Development capital expenditure at Skouries for 2018 is expected to be $20 million as the project fully transitions to care and maintenance.  Ongoing care and maintenance costs are estimated to be $3-5 million per year once fully ramped down.


During 2017, Stratoni processed 153,000 tonnes of ore at grades of 6.0% lead, 9.5% zinc and 159 grams per tonne silver, compared to original guidance of 200,000 tonnes of ore at grades of 6.0% lead, 9.7% zinc and 155 grams per tonne silver.   Production was lower due to slower development of the deepest drive which limited access to some ore.

For 2018, Stratoni is expected to process 160,000 tonnes of ore at grades 7.2% lead, 8.7 % zinc and 175 grams per tonne silver. Sustaining capital expenditure at Stratoni is expected to be $8 million and development capital expenditure is expected to be $4 million for the year.  



During 2017 the Company completed the Integra acquisition and began work at its 100% wholly-owned Lamaque project.  In addition to the ongoing resource upgrade and resource expansion drilling, the Lamaque pre-feasibility study continued on schedule and is expected to be complete with maiden reserves by the end of the first quarter 2018.

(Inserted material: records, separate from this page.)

//! Translation between the OpenAI wire shapes and the internal
//! conversation model.
//!
//! Inbound: rebuild a [`Conversation`] from the request's message list,
//! rejecting orphaned tool results. Outbound: render the conversation as
//! upstream wire messages, advertise registry tools, and build the final
//! completion object.

use crate::convo::{Conversation, ToolCallRequest, Turn};
use crate::{Error, Result};
use registry::ToolDeclaration;
use std::collections::HashSet;
use std::sync::Arc;
use wire::{
    AssembledMessage, ChatCompletion, ToolDef, Usage, WireFunctionCall, WireMessage, WireToolCall,
};

/// Rebuild the internal conversation from inbound wire messages.
pub fn conversation_from_wire(messages: &[WireMessage]) -> Result<Conversation> {
    if messages.is_empty() {
        return Err(Error::InvalidRequest("messages must not be empty".to_string()));
    }

    let mut conversation = Conversation::new();
    for message in messages {
        conversation.push(turn_from_wire(message))?;
    }
    Ok(conversation)
}

fn turn_from_wire(message: &WireMessage) -> Turn {
    match message {
        WireMessage::System { content, .. } => Turn::System {
            content: content.clone(),
        },
        WireMessage::User { content, .. } => Turn::user(content.clone()),
        WireMessage::Assistant { content, tool_calls } => Turn::assistant(
            content.clone().unwrap_or_default(),
            tool_calls
                .iter()
                .flatten()
                .map(request_from_wire_call)
                .collect(),
        ),
        WireMessage::Tool {
            content,
            tool_call_id,
        } => Turn::tool_result(tool_call_id.as_str().into(), content.clone()),
    }
}

fn request_from_wire_call(call: &WireToolCall) -> ToolCallRequest {
    ToolCallRequest {
        id: call.id.as_str().into(),
        name: call.function.name.clone(),
        arguments: call.function.arguments.clone(),
    }
}

/// Interpret a model response message as an assistant turn.
pub fn assistant_turn_from_wire(message: &WireMessage) -> Result<Turn> {
    match message {
        WireMessage::Assistant { .. } => Ok(turn_from_wire(message)),
        other => Err(Error::Model(crate::ModelError::InvalidResponse(format!(
            "expected an assistant message, got {other:?}"
        )))),
    }
}

/// Convert a fully assembled streamed message into an assistant turn.
pub fn turn_from_assembled(message: &AssembledMessage) -> Turn {
    Turn::assistant(
        message.content.clone(),
        message.tool_calls.iter().map(request_from_wire_call).collect(),
    )
}

/// Render the conversation as upstream wire messages.
pub fn wire_from_conversation(conversation: &Conversation) -> Vec<WireMessage> {
    conversation.turns().iter().map(wire_from_turn).collect()
}

fn wire_from_turn(turn: &Turn) -> WireMessage {
    match turn {
        Turn::System { content } => WireMessage::System {
            content: content.clone(),
            name: None,
        },
        Turn::User { content } => WireMessage::User {
            content: content.clone(),
            name: None,
        },
        Turn::Assistant { content, tool_calls } => WireMessage::assistant(
            if content.is_empty() && !tool_calls.is_empty() {
                None
            } else {
                Some(content.clone())
            },
            tool_calls.iter().map(wire_call_from_request).collect(),
        ),
        Turn::Tool { call_id, content } => WireMessage::tool(content.clone(), call_id.as_str()),
    }
}

fn wire_call_from_request(request: &ToolCallRequest) -> WireToolCall {
    WireToolCall {
        id: request.id.to_string(),
        kind: "function".to_string(),
        function: WireFunctionCall {
            name: request.name.clone(),
            arguments: request.arguments.clone(),
        },
    }
}

/// Merge registry tools with any the client supplied.
///
/// Registry declarations win on name collision; client tools that do not
/// resolve locally are still forwarded so the upstream model can use
/// whatever the caller executes on its own side.
pub fn advertised_tools(
    declarations: &[Arc<ToolDeclaration>],
    client_tools: Option<&[ToolDef]>,
) -> Vec<ToolDef> {
    let mut tools: Vec<ToolDef> = declarations.iter().map(|d| d.to_wire()).collect();
    let registered: HashSet<&str> = declarations.iter().map(|d| d.name.as_str()).collect();

    for tool in client_tools.into_iter().flatten() {
        if !registered.contains(tool.function.name.as_str()) {
            tools.push(tool.clone());
        }
    }
    tools
}

/// Build the final wire completion from the terminal assistant turn.
pub fn render_completion(
    model: &str,
    turn: &Turn,
    finish_reason: &str,
    usage: Usage,
) -> ChatCompletion {
    ChatCompletion::new(model, wire_from_turn(turn), finish_reason, Some(usage))
}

During 2017 test mining extracted 47,750 tonnes of ore with an average head grade of 8.6 g/t gold, with approximately 35,400 tonnes processed at a nearby custom milling facility.  Results from the first two batches (32,000 tonnes) indicate that gold grade was in line with expectations and recoveries were slightly higher than anticipated at an average 95.4% for the toll treatment.

Capital expenditures at Lamaque in 2018 are forecast to be $120 million, including $20 million of capitalized mine operating costs.  The Company expects to extract roughly 200,000 tonnes of ore grading 7.29 grams per tonne gold, containing approximately 40,000 ounces and anticipates toll milling a portion of the ore and producing 15,000 to 25,000 ounces.

Commercial production remains forecast for 2019 and is expected to be confirmed with the release of the pre-feasibility study.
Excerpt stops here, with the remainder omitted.